> _Task brief_
Tally the lines of the records below that include the word "failed", and write down only that tally.

> _Records excerpted from a collection_
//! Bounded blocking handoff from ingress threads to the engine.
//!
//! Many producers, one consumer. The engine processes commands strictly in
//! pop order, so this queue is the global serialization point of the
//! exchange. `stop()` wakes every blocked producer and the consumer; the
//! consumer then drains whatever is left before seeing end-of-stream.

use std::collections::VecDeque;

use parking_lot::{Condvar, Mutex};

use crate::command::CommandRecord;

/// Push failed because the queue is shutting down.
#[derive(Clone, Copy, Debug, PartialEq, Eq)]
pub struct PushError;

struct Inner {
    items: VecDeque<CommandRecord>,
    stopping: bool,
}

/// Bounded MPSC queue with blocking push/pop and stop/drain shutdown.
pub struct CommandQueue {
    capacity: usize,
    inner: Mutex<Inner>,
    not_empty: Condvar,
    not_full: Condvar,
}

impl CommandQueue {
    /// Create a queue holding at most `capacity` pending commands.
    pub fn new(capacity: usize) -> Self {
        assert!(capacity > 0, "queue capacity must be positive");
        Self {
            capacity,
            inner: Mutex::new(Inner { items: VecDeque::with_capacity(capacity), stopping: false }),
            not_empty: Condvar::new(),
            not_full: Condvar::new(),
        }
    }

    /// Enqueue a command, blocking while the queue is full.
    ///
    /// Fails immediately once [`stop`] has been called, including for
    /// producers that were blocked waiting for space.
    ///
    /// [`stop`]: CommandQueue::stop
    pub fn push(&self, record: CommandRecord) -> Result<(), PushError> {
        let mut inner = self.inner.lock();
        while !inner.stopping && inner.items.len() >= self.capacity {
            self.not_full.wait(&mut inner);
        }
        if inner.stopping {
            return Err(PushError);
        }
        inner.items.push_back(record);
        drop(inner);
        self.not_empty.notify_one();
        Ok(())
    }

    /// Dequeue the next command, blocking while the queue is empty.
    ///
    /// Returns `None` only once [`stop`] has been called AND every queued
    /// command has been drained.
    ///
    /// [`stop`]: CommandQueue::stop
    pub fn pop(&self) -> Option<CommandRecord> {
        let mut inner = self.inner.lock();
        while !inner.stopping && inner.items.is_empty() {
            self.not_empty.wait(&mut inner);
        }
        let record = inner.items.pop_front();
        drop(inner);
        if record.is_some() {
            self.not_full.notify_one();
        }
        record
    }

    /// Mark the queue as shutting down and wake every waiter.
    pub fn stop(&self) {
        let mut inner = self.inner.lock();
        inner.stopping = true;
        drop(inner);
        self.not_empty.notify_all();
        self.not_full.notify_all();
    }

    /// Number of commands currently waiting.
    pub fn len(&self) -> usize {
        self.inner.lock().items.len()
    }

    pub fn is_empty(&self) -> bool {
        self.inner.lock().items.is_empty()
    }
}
==
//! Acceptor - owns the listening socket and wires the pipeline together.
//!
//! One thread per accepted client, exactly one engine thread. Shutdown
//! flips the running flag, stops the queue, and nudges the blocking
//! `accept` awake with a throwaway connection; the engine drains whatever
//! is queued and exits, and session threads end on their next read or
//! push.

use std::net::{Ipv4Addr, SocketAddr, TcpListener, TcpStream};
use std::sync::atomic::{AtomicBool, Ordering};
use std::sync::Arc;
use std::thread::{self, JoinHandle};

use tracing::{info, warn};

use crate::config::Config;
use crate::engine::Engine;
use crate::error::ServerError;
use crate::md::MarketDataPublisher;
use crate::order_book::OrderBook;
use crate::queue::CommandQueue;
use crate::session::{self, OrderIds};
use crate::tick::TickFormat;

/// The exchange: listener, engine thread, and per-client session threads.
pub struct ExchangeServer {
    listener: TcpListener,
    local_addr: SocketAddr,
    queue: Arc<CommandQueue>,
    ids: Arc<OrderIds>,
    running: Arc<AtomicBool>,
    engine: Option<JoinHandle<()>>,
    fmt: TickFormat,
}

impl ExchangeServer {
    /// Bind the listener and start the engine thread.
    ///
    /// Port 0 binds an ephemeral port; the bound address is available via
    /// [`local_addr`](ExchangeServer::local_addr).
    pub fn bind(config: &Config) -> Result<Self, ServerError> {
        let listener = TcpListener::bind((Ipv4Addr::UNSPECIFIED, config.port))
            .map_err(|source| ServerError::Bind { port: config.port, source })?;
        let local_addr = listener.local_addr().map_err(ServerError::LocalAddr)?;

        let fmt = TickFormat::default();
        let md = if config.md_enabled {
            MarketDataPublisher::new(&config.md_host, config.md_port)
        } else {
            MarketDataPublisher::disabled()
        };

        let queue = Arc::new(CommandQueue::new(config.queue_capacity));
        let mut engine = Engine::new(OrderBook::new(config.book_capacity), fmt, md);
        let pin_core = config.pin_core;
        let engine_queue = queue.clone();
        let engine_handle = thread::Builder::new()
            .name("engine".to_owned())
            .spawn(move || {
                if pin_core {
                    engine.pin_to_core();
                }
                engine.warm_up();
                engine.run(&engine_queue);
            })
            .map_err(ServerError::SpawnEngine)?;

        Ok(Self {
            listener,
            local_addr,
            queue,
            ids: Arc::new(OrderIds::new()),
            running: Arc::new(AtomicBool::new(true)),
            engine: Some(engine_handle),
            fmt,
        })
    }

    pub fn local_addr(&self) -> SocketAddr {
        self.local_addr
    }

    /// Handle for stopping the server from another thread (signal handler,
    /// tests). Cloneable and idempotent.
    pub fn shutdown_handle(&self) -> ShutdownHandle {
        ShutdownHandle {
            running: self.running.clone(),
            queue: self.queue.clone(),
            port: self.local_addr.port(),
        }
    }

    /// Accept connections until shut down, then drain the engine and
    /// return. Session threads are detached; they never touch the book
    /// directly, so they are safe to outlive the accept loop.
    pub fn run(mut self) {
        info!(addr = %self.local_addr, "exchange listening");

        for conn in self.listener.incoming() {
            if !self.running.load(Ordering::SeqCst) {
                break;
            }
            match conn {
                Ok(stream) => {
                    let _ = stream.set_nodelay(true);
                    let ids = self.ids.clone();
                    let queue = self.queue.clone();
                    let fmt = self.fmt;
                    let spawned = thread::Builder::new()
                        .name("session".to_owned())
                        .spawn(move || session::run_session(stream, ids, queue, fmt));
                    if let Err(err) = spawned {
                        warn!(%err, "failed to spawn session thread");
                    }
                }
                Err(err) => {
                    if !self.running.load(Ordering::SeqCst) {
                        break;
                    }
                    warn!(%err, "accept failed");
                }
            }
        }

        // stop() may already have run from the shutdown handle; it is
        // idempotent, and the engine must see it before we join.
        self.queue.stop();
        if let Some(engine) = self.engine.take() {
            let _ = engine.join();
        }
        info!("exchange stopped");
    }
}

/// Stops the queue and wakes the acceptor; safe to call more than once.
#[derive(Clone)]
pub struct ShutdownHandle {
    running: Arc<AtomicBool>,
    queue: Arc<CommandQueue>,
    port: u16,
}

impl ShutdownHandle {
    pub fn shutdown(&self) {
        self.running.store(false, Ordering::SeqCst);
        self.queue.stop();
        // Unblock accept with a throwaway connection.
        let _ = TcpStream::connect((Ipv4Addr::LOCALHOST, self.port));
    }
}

> _The answer_
3